- TO DO: Your task is to transcribe the entries below exactly, from their first line down to the line containing "pub const MAX_QUANTITY: u32 = 1000;", and to stop there.

- RECORD SET:
══════

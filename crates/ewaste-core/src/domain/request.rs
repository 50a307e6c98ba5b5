use std::fmt;
use std::str::FromStr;

use chrono::NaiveDateTime;
use serde::{Deserialize, Serialize};

use super::RequestStatus;
use crate::error::DomainError;

/// Largest quantity the backend accepts for a single request.
pub const MAX_QUANTITY: u32 = 1000;

/// Largest proof image the backend accepts.
pub const MAX_IMAGE_BYTES: usize = 5 * 1024 * 1024;

/// Physical condition of the device being handed over.
#[derive(Debug, Clone, Copy, Default, PartialEq, Eq, Hash, Serialize, Deserialize)]
#[serde(rename_all = "SCREAMING_SNAKE_CASE")]
pub enum Condition {
    #[default]
    Working,
    Damaged,
    Dead,
}

impl Condition {
    pub const ALL: [Condition; 3] = [Condition::Working, Condition::Damaged, Condition::Dead];

    pub fn as_str(&self) -> &'static str {
        match self {
            Self::Working => "WORKING",
            Self::Damaged => "DAMAGED",
            Self::Dead => "DEAD",
        }
    }
}

impl fmt::Display for Condition {
    fn fmt(&self, f: &mut fmt::Formatter<'_>) -> fmt::Result {
        f.write_str(self.as_str())
    }
}

impl FromStr for Condition {
    type Err = DomainError;

    fn from_str(s: &str) -> Result<Self, Self::Err> {
        match s.trim().to_ascii_uppercase().as_str() {
            "WORKING" => Ok(Self::Working),
            "DAMAGED" => Ok(Self::Damaged),
            "DEAD" => Ok(Self::Dead),
            _ => Err(DomainError::validation("Invalid condition value")),
        }
    }
}

/// Device category picked in the first wizard step.
#[derive(Debug, Clone, Copy, Default, PartialEq, Eq, Hash)]
pub enum DeviceType {
    #[default]
    Laptop,
    Mobile,
    Tablet,
    Desktop,
    Monitor,
    Printer,
    Battery,
    /// Free-form type, spelled out in the draft's custom field.
    Other,
}

impl DeviceType {
    pub const ALL: [DeviceType; 8] = [
        DeviceType::Laptop,
        DeviceType::Mobile,
        DeviceType::Tablet,
        DeviceType::Desktop,
        DeviceType::Monitor,
        DeviceType::Printer,
        DeviceType::Battery,
        DeviceType::Other,
    ];

    pub fn as_str(&self) -> &'static str {
        match self {
            Self::Laptop => "Laptop",
            Self::Mobile => "Mobile",
            Self::Tablet => "Tablet",
            Self::Desktop => "Desktop",
            Self::Monitor => "Monitor",
            Self::Printer => "Printer",
            Self::Battery => "Battery",
            Self::Other => "Other",
        }
    }

    /// Exact (case-insensitive) match against the known categories.
    pub fn known(name: &str) -> Option<Self> {
        let name = name.trim();
        Self::ALL
            .into_iter()
            .find(|t| *t != Self::Other && t.as_str().eq_ignore_ascii_case(name))
    }
}

impl fmt::Display for DeviceType {
    fn fmt(&self, f: &mut fmt::Formatter<'_>) -> fmt::Result {
        f.write_str(self.as_str())
    }
}

/// A pickup request as returned by the backend.
#[derive(Debug, Clone, PartialEq, Serialize, Deserialize)]
#[serde(rename_all = "camelCase")]
pub struct PickupRequest {
    pub id: i64,
    pub device_type: String,
    pub brand: String,
    pub model: String,
    pub condition: Condition,
    pub quantity: u32,
    pub pickup_address: String,
    #[serde(default, skip_serializing_if = "Option::is_none")]
    pub additional_remarks: Option<String>,
    pub status: RequestStatus,
    #[serde(default)]
    pub created_at: Option<NaiveDateTime>,
    #[serde(default)]
    pub updated_at: Option<NaiveDateTime>,
}

/// Uploaded proof image.
#[derive(Clone, PartialEq, Eq)]
pub struct ImageUpload {
    pub file_name: String,
    pub content_type: String,
    pub bytes: Vec<u8>,
}

impl ImageUpload {
    pub fn new(file_name: impl Into<String>, content_type: impl Into<String>, bytes: Vec<u8>) -> Self {
        Self {
            file_name: file_name.into(),
            content_type: content_type.into(),
            bytes,
        }
    }

    /// Size and type limits enforced by the backend, checked before upload.
    pub fn validate(&self) -> Result<(), DomainError> {
        if self.bytes.is_empty() {
            return Err(DomainError::validation("Image upload is required"));
        }
        if self.bytes.len() > MAX_IMAGE_BYTES {
            return Err(DomainError::validation("Image size must be up to 5 MB"));
        }
        if !self.content_type.starts_with("image/") {
            return Err(DomainError::validation("Only image files are allowed"));
        }
        Ok(())
    }
}

impl fmt::Debug for ImageUpload {
    fn fmt(&self, f: &mut fmt::Formatter<'_>) -> fmt::Result {
        f.debug_struct("ImageUpload")
            .field("file_name", &self.file_name)
            .field("content_type", &self.content_type)
            .field("len", &self.bytes.len())
            .finish()
    }
}

/// Editable form state shared by the submit wizard and the update form.
#[derive(Debug, Clone, PartialEq)]
pub struct RequestDraft {
    pub device_type: DeviceType,
    pub custom_device_type: String,
    pub brand: String,
    pub model: String,
    pub condition: Condition,
    pub quantity: u32,
    pub pickup_address: String,
    pub additional_remarks: String,
    pub image: Option<ImageUpload>,
}

impl Default for RequestDraft {
    fn default() -> Self {
        Self {
            device_type: DeviceType::Laptop,
            custom_device_type: String::new(),
            brand: String::new(),
            model: String::new(),
            condition: Condition::Working,
            quantity: 1,
            pickup_address: String::new(),
            additional_remarks: String::new(),
            image: None,
        }
    }
}

impl RequestDraft {
    /// Pre-fill the form from an existing request, mapping unknown device
    /// types onto `Other` with the custom field populated.
    pub fn from_request(request: &PickupRequest) -> Self {
        let (device_type, custom_device_type) = match DeviceType::known(&request.device_type) {
            Some(known) => (known, String::new()),
            None => (DeviceType::Other, request.device_type.clone()),
        };

        Self {
            device_type,
            custom_device_type,
            brand: request.brand.clone(),
            model: request.model.clone(),
            condition: request.condition,
            quantity: request.quantity.max(1),
            pickup_address: request.pickup_address.clone(),
            additional_remarks: request.additional_remarks.clone().unwrap_or_default(),
            image: None,
        }
    }

    /// Device type string sent to the backend.
    pub fn resolved_device_type(&self) -> String {
        match self.device_type {
            DeviceType::Other => self.custom_device_type.trim().to_string(),
            known => known.as_str().to_string(),
        }
    }

    pub(crate) fn validate_device(&self) -> Result<(), DomainError> {
        if self.brand.trim().is_empty() {
            return Err(DomainError::validation("Brand is required."));
        }
        if self.model.trim().is_empty() {
            return Err(DomainError::validation("Model is required."));
        }
        if self.device_type == DeviceType::Other && self.custom_device_type.trim().is_empty() {
            return Err(DomainError::validation("Please specify the device type."));
        }
        Ok(())
    }

    pub(crate) fn validate_pickup(&self) -> Result<(), DomainError> {
        if self.pickup_address.trim().is_empty() {
            return Err(DomainError::validation("Pickup address is required."));
        }
        Ok(())
    }

    fn validate_quantity(&self) -> Result<(), DomainError> {
        if !(1..=MAX_QUANTITY).contains(&self.quantity) {
            return Err(DomainError::validation("Quantity must be between 1 and 1000"));
        }
        Ok(())
    }

    /// Normalise the draft into the multipart payload of a new request.
    /// The image is mandatory here.
    pub fn to_submission(&self) -> Result<RequestSubmission, DomainError> {
        let image = self
            .image
            .clone()
            .ok_or_else(|| DomainError::validation("Proof image is required."))?;
        image.validate()?;
        self.build(Some(image))
    }

    /// Normalise the draft into the multipart payload of an update.
    /// The image is optional and only replaces the stored one when present.
    pub fn to_update(&self) -> Result<RequestSubmission, DomainError> {
        if let Some(image) = &self.image {
            image.validate()?;
        }
        self.build(self.image.clone())
    }

    fn build(&self, image: Option<ImageUpload>) -> Result<RequestSubmission, DomainError> {
        self.validate_device()?;
        self.validate_pickup()?;
        self.validate_quantity()?;

        let remarks = self.additional_remarks.trim();
        Ok(RequestSubmission {
            device_type: self.resolved_device_type(),
            brand: self.brand.trim().to_string(),
            model: self.model.trim().to_string(),
            condition: self.condition,
            quantity: self.quantity,
            pickup_address: self.pickup_address.trim().to_string(),
            additional_remarks: (!remarks.is_empty()).then(|| remarks.to_string()),
            image,
        })
    }
}

/// Validated, trimmed request fields ready to be sent as multipart form data.
#[derive(Debug, Clone, PartialEq)]
pub struct RequestSubmission {
    pub device_type: String,
    pub brand: String,
    pub model: String,
    pub condition: Condition,
    pub quantity: u32,
    pub pickup_address: String,
    pub additional_remarks: Option<String>,
    pub image: Option<ImageUpload>,
}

══════

- WRITTEN ANSWER:
filename crates/ewaste-core/src/domain/request.rs
repository 50a307e6c98ba5b5
use std::fmt;
use std::str::FromStr;

use chrono::NaiveDateTime;
use serde::{Deserialize, Serialize};

use super::RequestStatus;
use crate::error::DomainError;

/// Largest quantity the backend accepts for a single request.
pub const MAX_QUANTITY: u32 = 1000;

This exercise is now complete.